El hombre lleva también en sí su esperanza. Es verdad que tampoco puede escapar solo y por sus propias fuerzas a su caída nativa; este es un escándalo para los espíritus modernos tan orgullosos de sus conocimientos y de su fuerza. Nosotros creemos siempre que todo es reparable y el orden se rehace por sí mismo. Pero el pecado empieza por ser una ruptura del vínculo que unía a la criatura con su Dios. No es el hombre quien puede reparar ese vínculo: va a la deriva. Ese vínculo sólo se puede reparar por el lado de Dios y ya lo ha hecho, y muy bien, la Encarnación redentora.

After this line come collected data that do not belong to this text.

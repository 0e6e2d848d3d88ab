use std::fmt::{self, Display};
use std::ops::{Add, AddAssign, Sub};

use crate::{
    relocatable, types::errors::math_errors::MathError, vm::errors::memory_errors::MemoryError,
    Felt252,
};
use num_traits::ToPrimitive;
use serde::{Deserialize, Serialize};

#[derive(
    Eq, Ord, Hash, PartialEq, PartialOrd, Clone, Copy, Debug, Default, Serialize, Deserialize,
)]
pub struct Relocatable {
    pub segment_index: isize,
    pub offset: usize,
}

#[derive(Eq, Ord, Hash, PartialEq, PartialOrd, Clone, Debug, Serialize, Deserialize)]
pub enum MaybeRelocatable {
    RelocatableValue(Relocatable),
    Int(Felt252),
}

impl From<(isize, usize)> for Relocatable {
    fn from(index_offset: (isize, usize)) -> Self {
        Relocatable {
            segment_index: index_offset.0,
            offset: index_offset.1,
        }
    }
}

impl From<(isize, usize)> for MaybeRelocatable {
    fn from(index_offset: (isize, usize)) -> Self {
        MaybeRelocatable::RelocatableValue(Relocatable::from(index_offset))
    }
}

impl From<usize> for MaybeRelocatable {
    fn from(num: usize) -> Self {
        MaybeRelocatable::Int(Felt252::from(num))
    }
}

impl From<Felt252> for MaybeRelocatable {
    fn from(num: Felt252) -> Self {
        MaybeRelocatable::Int(num)
    }
}

impl From<&Felt252> for MaybeRelocatable {
    fn from(val: &Felt252) -> Self {
        MaybeRelocatable::Int(*val)
    }
}

impl From<Relocatable> for MaybeRelocatable {
    fn from(rel: Relocatable) -> Self {
        MaybeRelocatable::RelocatableValue(rel)
    }
}

impl From<&Relocatable> for MaybeRelocatable {
    fn from(rel: &Relocatable) -> Self {
        MaybeRelocatable::RelocatableValue(*rel)
    }
}

impl From<&MaybeRelocatable> for MaybeRelocatable {
    fn from(other: &MaybeRelocatable) -> Self {
        other.clone()
    }
}

impl Display for MaybeRelocatable {
    fn fmt(&self, f: &mut fmt::Formatter) -> fmt::Result {
        match self {
            MaybeRelocatable::RelocatableValue(rel) => rel.fmt(f),
            MaybeRelocatable::Int(num) => write!(f, "{num}"),
        }
    }
}

impl Display for Relocatable {
    fn fmt(&self, f: &mut fmt::Formatter) -> fmt::Result {
        write!(f, "{}:{}", self.segment_index, self.offset)
    }
}

impl Add<usize> for Relocatable {
    type Output = Result<Relocatable, MathError>;
    fn add(self, other: usize) -> Result<Self, MathError> {
        self.offset
            .checked_add(other)
            .map(|x| Relocatable::from((self.segment_index, x)))
            .ok_or_else(|| MathError::RelocatableAddUsizeOffsetExceeded(Box::new((self, other))))
    }
}

/// Panics if the offset overflows; only used where the bound is already checked.
impl AddAssign<usize> for Relocatable {
    fn add_assign(&mut self, rhs: usize) {
        self.offset += rhs
    }
}

impl Add<i32> for Relocatable {
    type Output = Result<Relocatable, MathError>;
    fn add(self, other: i32) -> Result<Self, MathError> {
        if other >= 0 {
            self + other as usize
        } else {
            self - other.unsigned_abs() as usize
        }
    }
}

impl Add<&Felt252> for Relocatable {
    type Output = Result<Relocatable, MathError>;
    fn add(self, other: &Felt252) -> Result<Relocatable, MathError> {
        let new_offset = (Felt252::from(self.offset) + other)
            .to_usize()
            .ok_or_else(|| {
                MathError::RelocatableAddFelt252OffsetExceeded(Box::new((self, *other)))
            })?;
        Ok((self.segment_index, new_offset).into())
    }
}

/// Adds an integer `MaybeRelocatable`; two addresses can't be added.
impl Add<&MaybeRelocatable> for Relocatable {
    type Output = Result<Relocatable, MathError>;
    fn add(self, other: &MaybeRelocatable) -> Result<Relocatable, MathError> {
        let num_ref = match other {
            MaybeRelocatable::RelocatableValue(rel) => {
                return Err(MathError::RelocatableAdd(Box::new((self, *rel))))
            }
            MaybeRelocatable::Int(num) => num,
        };
        self + num_ref
    }
}

impl Sub<usize> for Relocatable {
    type Output = Result<Relocatable, MathError>;
    fn sub(self, other: usize) -> Result<Self, MathError> {
        if self.offset < other {
            return Err(MathError::RelocatableSubUsizeNegOffset(Box::new((
                self, other,
            ))));
        }
        let new_offset = self.offset - other;
        Ok(relocatable!(self.segment_index, new_offset))
    }
}

impl Sub<Relocatable> for Relocatable {
    type Output = Result<usize, MathError>;
    fn sub(self, other: Self) -> Result<usize, MathError> {
        if self.segment_index != other.segment_index {
            return Err(MathError::RelocatableSubDiffIndex(Box::new((self, other))));
        }
        if self.offset < other.offset {
            return Err(MathError::RelocatableSubUsizeNegOffset(Box::new((
                self,
                other.offset,
            ))));
        }
        Ok(self.offset - other.offset)
    }
}

impl TryInto<Relocatable> for MaybeRelocatable {
    type Error = MemoryError;
    fn try_into(self) -> Result<Relocatable, MemoryError> {
        match self {
            MaybeRelocatable::RelocatableValue(rel) => Ok(rel),
            _ => Err(MemoryError::AddressNotRelocatable),
        }
    }
}

impl TryFrom<&MaybeRelocatable> for Relocatable {
    type Error = MathError;
    fn try_from(other: &MaybeRelocatable) -> Result<Self, MathError> {
        match other {
            MaybeRelocatable::RelocatableValue(rel) => Ok(*rel),
            MaybeRelocatable::Int(num) => Err(MathError::Felt252ToRelocatable(Box::new(*num))),
        }
    }
}

impl MaybeRelocatable {
    /// Adds a Felt252 to self
    pub fn add_int(&self, other: &Felt252) -> Result<MaybeRelocatable, MathError> {
        match *self {
            MaybeRelocatable::Int(ref value) => Ok(MaybeRelocatable::Int(value + other)),
            MaybeRelocatable::RelocatableValue(rel) => Ok((rel + other)?.into()),
        }
    }

    /// Adds a usize to self
    pub fn add_usize(&self, other: usize) -> Result<MaybeRelocatable, MathError> {
        Ok(match *self {
            MaybeRelocatable::Int(ref value) => MaybeRelocatable::Int(value + Felt252::from(other)),
            MaybeRelocatable::RelocatableValue(rel) => (rel + other)?.into(),
        })
    }

    /// Adds a MaybeRelocatable to self
    /// Cant add two relocatable values
    pub fn add(&self, other: &MaybeRelocatable) -> Result<MaybeRelocatable, MathError> {
        match (self, other) {
            (MaybeRelocatable::Int(num_a), MaybeRelocatable::Int(num_b)) => {
                Ok(MaybeRelocatable::Int(num_a + num_b))
            }
            (
                &MaybeRelocatable::RelocatableValue(rel_a),
                &MaybeRelocatable::RelocatableValue(rel_b),
            ) => Err(MathError::RelocatableAdd(Box::new((rel_a, rel_b)))),
            (&MaybeRelocatable::RelocatableValue(rel), MaybeRelocatable::Int(num))
            | (MaybeRelocatable::Int(num), &MaybeRelocatable::RelocatableValue(rel)) => {
                Ok((rel + num)?.into())
            }
        }
    }

    /// Substracts two MaybeRelocatable values and returns the result as a MaybeRelocatable value.
    /// Only values of the same type may be substracted.
    /// Relocatable values can only be substracted if they belong to the same segment.
    pub fn sub(&self, other: &MaybeRelocatable) -> Result<MaybeRelocatable, MathError> {
        match (self, other) {
            (MaybeRelocatable::Int(num_a), MaybeRelocatable::Int(num_b)) => {
                Ok(MaybeRelocatable::Int(num_a - num_b))
            }
            (
                MaybeRelocatable::RelocatableValue(rel_a),
                MaybeRelocatable::RelocatableValue(rel_b),
            ) => {
                if rel_a.segment_index == rel_b.segment_index {
                    return Ok(MaybeRelocatable::from(Felt252::from(
                        rel_a.offset as i128 - rel_b.offset as i128,
                    )));
                }
                Err(MathError::RelocatableSubDiffIndex(Box::new((
                    *rel_a, *rel_b,
                ))))
            }
            (MaybeRelocatable::RelocatableValue(rel_a), MaybeRelocatable::Int(num_b)) => {
                let new_offset = (Felt252::from(rel_a.offset) - num_b)
                    .to_usize()
                    .ok_or_else(|| {
                        MathError::RelocatableSubFelt252NegOffset(Box::new((*rel_a, *num_b)))
                    })?;
                Ok(MaybeRelocatable::from((rel_a.segment_index, new_offset)))
            }
            (MaybeRelocatable::Int(int), MaybeRelocatable::RelocatableValue(rel)) => {
                Err(MathError::SubRelocatableFromInt(Box::new((*int, *rel))))
            }
        }
    }

    /// Returns a reference to the inner value if it is a Felt252, returns None otherwise.
    pub fn get_int_ref(&self) -> Option<&Felt252> {
        match self {
            MaybeRelocatable::Int(num) => Some(num),
            MaybeRelocatable::RelocatableValue(_) => None,
        }
    }

    pub fn get_int(&self) -> Option<Felt252> {
        self.get_int_ref().copied()
    }

    /// Returns the inner value if it is a Relocatable, returns None otherwise.
    pub fn get_relocatable(&self) -> Option<Relocatable> {
        match self {
            MaybeRelocatable::RelocatableValue(rel) => Some(*rel),
            MaybeRelocatable::Int(_) => None,
        }
    }
}

/// Flattens a value: integers pass through, addresses are relocated with `relocation_table`.
pub fn relocate_value(
    value: MaybeRelocatable,
    relocation_table: &[usize],
) -> Result<Felt252, MemoryError> {
    match value {
        MaybeRelocatable::Int(num) => Ok(num),
        MaybeRelocatable::RelocatableValue(relocatable) => Ok(Felt252::from(relocate_address(
            relocatable,
            relocation_table,
        )?)),
    }
}

pub fn relocate_address(
    relocatable: Relocatable,
    relocation_table: &[usize],
) -> Result<usize, MemoryError> {
    if relocatable.segment_index < 0 {
        return Err(MemoryError::TemporarySegmentInRelocation(
            relocatable.segment_index,
        ));
    }
    let segment_index = relocatable.segment_index as usize;
    relocation_table
        .get(segment_index)
        .map(|base| base + relocatable.offset)
        .ok_or(MemoryError::Relocation)
}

Por eso, cuando el evangelista Lucas da a su vez una genealogía de Jesús, sube más arriba de Abraham, hasta Adán, que, como dice él, fue "hijo de Dios". Tras una expresión así está toda esa historia del Génesis, en que se nos cuenta la creación del primer hombre y de la primera mujer, y su caída, cuyo castigo llevamos todos.
Así marca Lucas la solidaridad de Jesucristo, no sólo con el pueblo de la Promesa y de los profetas, sino con toda la raza humana, desde el primer hombre al último. En la cumbre de la escala, Adán, "que fue hijo de Dios"; en la base de la genealogía, el Cristo que da a esa cualidad de hijo de Dios un sentido nuevo, único e imprevisto. A propósito de Adán, Lucas insiste en su cualidad original de hijo de Dios, como, durante toda su vida mortal, Jesús insistirá en su propia cualidad de "Hijo del hombre,'. Es hermoso observar esta reversibilidad de los vocablos. En ese cambio reside toda la esperanza de la humanidad.